■ Activity
For every line in the records below that holds "match", make a copy.

■ Records shown

===============

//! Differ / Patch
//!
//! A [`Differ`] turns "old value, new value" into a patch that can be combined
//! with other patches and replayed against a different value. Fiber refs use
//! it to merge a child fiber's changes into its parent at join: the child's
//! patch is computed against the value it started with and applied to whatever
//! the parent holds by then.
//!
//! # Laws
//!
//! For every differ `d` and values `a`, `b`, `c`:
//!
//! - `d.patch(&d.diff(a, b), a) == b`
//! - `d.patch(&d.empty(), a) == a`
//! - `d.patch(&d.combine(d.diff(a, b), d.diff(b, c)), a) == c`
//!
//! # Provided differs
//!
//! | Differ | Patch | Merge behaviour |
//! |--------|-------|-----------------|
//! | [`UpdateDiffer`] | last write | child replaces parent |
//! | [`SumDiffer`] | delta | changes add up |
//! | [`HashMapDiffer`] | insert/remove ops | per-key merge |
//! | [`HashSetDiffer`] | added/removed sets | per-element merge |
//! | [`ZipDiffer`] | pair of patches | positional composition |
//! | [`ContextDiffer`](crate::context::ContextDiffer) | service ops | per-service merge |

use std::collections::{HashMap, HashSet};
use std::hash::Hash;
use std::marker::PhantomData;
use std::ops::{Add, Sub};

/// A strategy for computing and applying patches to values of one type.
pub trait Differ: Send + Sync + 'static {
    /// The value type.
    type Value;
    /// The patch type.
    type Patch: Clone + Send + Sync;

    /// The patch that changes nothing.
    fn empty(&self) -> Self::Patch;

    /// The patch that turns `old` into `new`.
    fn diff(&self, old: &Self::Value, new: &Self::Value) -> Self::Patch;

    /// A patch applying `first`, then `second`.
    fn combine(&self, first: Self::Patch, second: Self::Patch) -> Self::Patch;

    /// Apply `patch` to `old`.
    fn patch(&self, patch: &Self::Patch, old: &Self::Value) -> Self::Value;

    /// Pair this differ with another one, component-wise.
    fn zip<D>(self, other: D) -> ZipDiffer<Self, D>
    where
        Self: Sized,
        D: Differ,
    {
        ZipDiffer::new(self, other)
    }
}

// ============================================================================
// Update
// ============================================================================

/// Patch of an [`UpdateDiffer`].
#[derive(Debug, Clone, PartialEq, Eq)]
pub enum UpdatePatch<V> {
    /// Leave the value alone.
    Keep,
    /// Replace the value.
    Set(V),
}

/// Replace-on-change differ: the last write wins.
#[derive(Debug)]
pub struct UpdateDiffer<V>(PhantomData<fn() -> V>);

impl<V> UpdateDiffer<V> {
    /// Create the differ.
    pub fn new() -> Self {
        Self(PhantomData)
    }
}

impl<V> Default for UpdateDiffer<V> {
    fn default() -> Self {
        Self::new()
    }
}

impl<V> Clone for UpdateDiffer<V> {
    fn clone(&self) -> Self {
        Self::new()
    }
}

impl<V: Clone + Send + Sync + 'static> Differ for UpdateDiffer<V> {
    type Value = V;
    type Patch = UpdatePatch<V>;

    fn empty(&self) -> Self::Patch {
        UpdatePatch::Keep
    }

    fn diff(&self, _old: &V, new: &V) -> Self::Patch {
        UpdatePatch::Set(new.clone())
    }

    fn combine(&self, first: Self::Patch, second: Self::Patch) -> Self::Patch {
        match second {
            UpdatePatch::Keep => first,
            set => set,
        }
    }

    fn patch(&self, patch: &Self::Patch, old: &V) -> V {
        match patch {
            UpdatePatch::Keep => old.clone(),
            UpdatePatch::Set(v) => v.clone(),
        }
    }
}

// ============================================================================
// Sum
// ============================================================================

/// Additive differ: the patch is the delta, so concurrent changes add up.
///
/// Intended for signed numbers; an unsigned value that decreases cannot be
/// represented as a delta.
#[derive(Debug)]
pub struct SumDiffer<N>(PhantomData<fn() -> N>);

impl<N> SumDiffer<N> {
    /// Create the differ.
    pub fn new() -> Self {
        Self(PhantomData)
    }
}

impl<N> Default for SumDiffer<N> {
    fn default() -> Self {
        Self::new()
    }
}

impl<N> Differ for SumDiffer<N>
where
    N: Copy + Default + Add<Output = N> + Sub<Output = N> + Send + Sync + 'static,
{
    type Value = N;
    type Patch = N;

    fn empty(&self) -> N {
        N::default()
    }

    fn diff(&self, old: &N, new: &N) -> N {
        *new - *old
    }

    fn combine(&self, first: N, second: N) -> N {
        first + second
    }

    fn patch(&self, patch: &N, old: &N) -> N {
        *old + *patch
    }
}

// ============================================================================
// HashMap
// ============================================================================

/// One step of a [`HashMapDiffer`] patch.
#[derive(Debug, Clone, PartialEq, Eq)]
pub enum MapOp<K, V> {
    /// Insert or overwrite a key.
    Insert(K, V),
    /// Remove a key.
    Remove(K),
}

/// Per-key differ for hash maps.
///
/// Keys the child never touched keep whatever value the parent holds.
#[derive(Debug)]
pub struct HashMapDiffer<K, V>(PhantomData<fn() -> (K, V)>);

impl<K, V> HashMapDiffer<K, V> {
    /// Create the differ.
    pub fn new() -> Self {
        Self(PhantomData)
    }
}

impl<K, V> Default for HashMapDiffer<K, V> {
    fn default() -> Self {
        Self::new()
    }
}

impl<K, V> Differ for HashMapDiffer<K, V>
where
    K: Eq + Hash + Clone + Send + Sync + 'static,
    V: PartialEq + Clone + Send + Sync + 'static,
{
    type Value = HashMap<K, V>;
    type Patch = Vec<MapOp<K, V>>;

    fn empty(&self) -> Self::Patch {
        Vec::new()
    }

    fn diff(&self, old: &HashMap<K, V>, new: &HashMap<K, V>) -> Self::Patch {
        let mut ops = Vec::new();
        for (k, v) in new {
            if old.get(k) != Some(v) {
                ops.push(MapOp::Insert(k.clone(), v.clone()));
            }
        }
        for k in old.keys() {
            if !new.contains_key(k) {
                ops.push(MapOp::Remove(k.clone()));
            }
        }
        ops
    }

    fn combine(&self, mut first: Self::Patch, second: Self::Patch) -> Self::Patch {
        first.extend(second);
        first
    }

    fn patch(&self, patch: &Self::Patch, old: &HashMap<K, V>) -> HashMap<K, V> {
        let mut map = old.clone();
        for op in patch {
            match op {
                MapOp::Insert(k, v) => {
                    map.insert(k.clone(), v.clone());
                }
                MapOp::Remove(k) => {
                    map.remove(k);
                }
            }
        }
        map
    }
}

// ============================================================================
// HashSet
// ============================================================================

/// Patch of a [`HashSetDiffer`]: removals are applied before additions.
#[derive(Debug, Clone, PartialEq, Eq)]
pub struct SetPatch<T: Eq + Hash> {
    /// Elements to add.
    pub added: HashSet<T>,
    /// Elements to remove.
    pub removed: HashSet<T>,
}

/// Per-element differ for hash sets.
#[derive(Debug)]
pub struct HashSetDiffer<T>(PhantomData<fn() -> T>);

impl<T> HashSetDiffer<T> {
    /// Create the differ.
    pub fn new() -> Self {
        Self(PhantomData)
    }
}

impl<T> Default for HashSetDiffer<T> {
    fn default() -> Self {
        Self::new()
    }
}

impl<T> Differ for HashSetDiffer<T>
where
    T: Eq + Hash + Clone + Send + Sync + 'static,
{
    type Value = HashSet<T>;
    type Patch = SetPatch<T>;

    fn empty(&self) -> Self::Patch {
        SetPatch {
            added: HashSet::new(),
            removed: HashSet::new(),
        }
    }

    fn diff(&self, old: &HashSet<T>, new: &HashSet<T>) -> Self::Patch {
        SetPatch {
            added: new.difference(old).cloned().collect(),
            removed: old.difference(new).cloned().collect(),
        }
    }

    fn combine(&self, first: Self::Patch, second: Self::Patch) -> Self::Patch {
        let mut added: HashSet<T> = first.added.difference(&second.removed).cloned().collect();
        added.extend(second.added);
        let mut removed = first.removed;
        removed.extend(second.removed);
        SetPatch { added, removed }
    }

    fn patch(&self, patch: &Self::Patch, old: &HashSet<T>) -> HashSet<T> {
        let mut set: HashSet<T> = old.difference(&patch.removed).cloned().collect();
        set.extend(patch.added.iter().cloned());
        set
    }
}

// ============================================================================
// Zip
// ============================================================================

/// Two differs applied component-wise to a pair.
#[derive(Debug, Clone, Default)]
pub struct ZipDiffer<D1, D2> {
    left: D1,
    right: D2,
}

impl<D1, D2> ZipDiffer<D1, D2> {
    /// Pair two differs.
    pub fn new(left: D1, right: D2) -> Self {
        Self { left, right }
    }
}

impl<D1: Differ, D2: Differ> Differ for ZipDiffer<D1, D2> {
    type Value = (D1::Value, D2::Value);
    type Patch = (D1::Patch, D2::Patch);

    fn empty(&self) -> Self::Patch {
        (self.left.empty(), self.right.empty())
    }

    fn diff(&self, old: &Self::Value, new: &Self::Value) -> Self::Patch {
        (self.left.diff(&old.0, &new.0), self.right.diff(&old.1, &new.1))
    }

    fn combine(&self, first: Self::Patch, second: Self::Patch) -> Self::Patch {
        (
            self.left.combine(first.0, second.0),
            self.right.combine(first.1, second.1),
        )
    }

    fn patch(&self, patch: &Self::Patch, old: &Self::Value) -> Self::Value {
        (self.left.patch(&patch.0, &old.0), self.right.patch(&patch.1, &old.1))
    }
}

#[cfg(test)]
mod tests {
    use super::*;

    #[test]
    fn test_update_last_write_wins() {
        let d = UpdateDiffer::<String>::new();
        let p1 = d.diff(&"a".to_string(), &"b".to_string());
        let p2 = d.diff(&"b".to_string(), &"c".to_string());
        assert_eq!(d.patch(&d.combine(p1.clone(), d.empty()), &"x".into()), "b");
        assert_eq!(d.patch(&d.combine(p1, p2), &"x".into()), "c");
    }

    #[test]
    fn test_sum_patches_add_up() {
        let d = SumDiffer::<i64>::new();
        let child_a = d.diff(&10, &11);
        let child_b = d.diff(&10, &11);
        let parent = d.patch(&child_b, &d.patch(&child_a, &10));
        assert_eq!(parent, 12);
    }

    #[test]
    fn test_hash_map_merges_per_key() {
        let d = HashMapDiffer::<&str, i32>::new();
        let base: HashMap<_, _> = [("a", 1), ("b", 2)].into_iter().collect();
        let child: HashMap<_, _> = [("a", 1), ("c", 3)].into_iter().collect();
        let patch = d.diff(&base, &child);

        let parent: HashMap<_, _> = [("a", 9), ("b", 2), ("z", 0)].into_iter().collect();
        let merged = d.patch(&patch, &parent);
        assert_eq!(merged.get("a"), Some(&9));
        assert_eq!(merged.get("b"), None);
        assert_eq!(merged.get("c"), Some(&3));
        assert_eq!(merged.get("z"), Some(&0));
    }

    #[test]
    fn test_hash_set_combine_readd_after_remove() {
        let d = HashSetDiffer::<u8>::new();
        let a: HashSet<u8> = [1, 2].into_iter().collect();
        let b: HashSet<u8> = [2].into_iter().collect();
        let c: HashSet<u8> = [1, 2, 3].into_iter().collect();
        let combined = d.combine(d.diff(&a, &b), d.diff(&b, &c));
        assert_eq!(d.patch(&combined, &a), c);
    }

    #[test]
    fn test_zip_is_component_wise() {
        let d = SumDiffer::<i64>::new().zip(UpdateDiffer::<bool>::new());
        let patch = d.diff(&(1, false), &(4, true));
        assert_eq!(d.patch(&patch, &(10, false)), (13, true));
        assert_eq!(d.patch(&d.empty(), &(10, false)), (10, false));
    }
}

===============

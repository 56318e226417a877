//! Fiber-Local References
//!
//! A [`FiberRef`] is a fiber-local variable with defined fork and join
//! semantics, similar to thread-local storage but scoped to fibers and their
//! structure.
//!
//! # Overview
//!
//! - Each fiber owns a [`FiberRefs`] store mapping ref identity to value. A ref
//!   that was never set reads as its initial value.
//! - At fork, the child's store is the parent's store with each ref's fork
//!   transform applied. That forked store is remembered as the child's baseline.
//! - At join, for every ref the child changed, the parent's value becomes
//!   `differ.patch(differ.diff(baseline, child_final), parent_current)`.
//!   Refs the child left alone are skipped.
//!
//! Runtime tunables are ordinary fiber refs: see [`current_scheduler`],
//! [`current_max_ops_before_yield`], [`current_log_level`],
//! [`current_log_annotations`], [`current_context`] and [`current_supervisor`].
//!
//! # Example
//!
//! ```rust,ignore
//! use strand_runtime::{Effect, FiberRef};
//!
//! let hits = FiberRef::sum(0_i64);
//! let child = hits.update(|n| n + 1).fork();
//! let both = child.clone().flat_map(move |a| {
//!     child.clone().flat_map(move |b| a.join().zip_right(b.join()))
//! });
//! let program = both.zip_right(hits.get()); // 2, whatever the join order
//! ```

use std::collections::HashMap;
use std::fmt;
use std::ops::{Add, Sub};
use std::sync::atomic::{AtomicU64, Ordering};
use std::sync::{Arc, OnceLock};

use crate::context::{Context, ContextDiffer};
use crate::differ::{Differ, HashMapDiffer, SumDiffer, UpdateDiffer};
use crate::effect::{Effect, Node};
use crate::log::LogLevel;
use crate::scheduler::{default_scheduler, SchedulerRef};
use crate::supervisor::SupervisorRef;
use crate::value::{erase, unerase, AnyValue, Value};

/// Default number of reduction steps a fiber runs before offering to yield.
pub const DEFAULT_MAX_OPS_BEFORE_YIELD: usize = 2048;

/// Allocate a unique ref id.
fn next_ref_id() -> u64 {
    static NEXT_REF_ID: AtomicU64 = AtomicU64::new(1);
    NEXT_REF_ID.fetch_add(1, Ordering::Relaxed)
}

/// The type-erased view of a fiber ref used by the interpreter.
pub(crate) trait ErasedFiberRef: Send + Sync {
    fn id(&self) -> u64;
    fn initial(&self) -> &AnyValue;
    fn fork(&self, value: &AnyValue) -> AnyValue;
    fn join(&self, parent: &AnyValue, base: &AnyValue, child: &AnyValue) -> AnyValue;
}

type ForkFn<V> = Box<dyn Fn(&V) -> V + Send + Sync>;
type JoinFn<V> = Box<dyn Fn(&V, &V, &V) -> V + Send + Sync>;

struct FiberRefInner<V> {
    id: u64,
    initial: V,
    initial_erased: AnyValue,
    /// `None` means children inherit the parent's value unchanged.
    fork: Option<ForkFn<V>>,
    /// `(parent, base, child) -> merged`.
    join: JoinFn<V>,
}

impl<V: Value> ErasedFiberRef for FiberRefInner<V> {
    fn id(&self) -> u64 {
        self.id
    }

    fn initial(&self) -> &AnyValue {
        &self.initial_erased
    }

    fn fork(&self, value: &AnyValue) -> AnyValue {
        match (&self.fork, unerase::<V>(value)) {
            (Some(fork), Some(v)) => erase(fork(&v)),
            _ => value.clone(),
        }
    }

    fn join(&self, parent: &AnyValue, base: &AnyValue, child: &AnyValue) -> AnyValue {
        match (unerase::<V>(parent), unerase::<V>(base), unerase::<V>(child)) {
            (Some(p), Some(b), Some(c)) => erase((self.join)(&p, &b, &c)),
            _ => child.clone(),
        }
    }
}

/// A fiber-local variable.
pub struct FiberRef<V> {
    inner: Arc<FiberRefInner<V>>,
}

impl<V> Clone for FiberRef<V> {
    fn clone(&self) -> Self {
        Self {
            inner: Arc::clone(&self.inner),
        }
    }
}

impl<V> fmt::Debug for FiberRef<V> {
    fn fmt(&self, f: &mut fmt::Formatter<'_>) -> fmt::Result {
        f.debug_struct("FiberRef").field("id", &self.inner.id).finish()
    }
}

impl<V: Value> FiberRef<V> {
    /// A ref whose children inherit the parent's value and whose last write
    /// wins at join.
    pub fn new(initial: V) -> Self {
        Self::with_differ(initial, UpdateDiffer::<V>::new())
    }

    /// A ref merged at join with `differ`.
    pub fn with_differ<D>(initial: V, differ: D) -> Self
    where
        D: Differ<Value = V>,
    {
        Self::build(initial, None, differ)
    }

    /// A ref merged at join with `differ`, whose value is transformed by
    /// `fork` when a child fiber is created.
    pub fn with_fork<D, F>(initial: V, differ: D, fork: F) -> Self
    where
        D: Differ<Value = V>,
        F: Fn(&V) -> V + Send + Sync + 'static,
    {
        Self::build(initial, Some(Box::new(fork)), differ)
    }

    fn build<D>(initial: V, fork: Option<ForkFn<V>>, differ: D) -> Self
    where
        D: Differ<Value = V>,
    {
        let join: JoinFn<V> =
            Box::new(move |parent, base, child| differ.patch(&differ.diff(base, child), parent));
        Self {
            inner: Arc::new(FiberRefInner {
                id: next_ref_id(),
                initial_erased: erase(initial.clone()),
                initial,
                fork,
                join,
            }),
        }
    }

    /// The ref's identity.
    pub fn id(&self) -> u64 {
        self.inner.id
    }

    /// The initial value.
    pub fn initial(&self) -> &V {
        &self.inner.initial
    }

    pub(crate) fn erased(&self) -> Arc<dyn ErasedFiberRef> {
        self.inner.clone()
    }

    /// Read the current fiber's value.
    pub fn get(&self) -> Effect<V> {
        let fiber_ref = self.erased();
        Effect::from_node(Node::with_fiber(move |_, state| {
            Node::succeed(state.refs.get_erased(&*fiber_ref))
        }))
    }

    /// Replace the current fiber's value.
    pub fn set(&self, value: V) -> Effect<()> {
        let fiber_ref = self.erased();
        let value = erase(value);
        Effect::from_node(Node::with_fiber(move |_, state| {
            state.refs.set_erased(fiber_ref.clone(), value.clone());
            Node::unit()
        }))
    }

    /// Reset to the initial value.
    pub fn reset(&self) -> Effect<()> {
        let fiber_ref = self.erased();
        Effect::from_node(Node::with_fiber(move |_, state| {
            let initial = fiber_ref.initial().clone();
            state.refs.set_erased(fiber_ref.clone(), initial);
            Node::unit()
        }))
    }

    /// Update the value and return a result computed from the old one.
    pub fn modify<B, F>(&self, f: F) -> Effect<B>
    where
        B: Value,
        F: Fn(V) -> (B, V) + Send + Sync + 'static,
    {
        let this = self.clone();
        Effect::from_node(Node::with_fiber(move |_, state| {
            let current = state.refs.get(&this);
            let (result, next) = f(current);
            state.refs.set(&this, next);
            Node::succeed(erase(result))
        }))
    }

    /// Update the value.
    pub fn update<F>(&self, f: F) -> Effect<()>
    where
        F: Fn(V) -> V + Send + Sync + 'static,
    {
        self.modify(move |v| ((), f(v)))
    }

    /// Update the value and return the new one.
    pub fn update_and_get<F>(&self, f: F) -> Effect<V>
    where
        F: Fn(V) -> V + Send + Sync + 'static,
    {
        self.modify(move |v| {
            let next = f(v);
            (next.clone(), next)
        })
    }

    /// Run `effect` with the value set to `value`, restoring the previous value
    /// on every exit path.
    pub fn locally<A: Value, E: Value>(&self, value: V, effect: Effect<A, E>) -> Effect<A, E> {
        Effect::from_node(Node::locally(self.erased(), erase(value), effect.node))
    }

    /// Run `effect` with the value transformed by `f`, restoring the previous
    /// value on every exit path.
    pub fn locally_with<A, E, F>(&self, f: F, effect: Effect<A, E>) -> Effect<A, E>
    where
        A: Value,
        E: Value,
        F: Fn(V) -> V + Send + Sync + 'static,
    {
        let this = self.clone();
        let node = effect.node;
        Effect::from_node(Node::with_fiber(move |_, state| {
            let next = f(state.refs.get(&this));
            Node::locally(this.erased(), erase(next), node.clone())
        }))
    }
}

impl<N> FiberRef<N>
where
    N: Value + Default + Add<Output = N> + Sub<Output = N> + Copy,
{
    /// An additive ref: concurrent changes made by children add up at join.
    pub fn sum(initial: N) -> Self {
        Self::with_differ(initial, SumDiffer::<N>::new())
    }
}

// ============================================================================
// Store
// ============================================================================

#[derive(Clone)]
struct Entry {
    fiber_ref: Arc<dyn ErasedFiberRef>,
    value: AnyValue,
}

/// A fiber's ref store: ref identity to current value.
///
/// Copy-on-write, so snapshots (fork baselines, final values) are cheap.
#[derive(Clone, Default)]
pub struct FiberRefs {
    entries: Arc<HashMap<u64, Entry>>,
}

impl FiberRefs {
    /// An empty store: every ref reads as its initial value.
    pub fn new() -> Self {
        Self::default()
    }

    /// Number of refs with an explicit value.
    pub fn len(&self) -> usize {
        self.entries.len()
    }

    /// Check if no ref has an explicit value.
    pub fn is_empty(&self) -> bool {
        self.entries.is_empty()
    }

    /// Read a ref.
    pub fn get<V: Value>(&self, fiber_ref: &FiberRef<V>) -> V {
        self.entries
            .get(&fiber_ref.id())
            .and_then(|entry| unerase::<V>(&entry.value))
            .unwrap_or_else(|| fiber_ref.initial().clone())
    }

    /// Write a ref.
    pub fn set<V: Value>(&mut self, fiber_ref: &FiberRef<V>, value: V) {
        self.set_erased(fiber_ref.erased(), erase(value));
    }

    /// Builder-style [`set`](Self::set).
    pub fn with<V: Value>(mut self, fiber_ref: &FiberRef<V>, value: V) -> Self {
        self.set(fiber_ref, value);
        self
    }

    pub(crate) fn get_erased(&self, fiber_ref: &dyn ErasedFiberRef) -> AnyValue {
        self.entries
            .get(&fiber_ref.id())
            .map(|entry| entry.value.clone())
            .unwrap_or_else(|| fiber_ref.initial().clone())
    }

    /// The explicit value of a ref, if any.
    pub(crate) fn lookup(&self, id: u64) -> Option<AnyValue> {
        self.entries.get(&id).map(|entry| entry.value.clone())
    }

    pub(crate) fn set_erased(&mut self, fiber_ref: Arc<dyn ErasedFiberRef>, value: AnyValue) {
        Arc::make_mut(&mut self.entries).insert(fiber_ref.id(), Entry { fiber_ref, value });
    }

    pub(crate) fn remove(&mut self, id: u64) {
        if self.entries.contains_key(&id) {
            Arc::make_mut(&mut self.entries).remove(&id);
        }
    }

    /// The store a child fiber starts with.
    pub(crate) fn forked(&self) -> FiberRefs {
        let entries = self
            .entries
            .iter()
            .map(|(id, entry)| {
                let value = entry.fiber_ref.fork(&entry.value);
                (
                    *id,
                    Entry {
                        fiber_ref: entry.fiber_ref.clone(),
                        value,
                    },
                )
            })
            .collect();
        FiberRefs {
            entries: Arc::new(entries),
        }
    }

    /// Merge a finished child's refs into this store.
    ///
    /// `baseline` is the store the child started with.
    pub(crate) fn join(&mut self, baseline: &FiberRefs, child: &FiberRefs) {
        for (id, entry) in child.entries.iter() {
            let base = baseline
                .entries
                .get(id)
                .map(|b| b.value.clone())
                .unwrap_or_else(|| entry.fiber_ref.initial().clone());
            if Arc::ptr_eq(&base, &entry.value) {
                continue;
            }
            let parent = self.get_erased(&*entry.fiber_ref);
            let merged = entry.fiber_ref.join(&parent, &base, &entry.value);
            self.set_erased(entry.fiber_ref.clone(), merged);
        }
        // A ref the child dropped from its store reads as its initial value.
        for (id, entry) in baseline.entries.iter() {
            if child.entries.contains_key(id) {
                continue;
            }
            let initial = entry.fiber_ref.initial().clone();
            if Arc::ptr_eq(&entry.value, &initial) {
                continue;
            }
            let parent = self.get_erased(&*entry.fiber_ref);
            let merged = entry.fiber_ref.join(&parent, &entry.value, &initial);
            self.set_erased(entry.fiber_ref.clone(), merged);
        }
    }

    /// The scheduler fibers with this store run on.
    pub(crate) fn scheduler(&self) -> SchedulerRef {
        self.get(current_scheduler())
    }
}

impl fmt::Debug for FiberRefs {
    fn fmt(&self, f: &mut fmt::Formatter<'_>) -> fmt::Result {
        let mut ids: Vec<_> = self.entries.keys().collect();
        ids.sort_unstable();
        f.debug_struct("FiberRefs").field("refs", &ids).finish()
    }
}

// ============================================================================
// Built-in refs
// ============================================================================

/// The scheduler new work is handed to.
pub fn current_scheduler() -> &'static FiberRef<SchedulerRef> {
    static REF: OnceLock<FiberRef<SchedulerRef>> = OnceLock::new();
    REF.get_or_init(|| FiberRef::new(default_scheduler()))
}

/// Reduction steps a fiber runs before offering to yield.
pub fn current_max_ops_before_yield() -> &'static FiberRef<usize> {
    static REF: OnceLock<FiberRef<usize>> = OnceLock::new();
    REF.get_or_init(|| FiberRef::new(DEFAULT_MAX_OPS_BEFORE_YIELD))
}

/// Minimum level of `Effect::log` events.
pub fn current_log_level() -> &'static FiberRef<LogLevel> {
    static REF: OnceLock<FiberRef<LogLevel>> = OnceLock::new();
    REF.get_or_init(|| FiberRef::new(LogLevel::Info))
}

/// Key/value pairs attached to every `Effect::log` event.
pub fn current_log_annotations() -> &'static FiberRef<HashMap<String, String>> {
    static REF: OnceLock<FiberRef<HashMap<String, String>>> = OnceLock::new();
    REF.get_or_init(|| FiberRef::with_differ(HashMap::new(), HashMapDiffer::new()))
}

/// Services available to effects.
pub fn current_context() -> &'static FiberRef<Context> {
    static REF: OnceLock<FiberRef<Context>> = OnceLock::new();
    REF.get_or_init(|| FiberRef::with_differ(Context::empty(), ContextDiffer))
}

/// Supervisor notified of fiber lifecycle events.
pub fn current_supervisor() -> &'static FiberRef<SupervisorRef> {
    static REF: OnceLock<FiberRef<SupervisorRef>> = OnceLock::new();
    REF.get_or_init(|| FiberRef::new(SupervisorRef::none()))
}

===============

■ Output of the exercise
        match second {
        match patch {
            match op {
        match (&self.fork, unerase::<V>(value)) {
        match (unerase::<V>(parent), unerase::<V>(base), unerase::<V>(child)) {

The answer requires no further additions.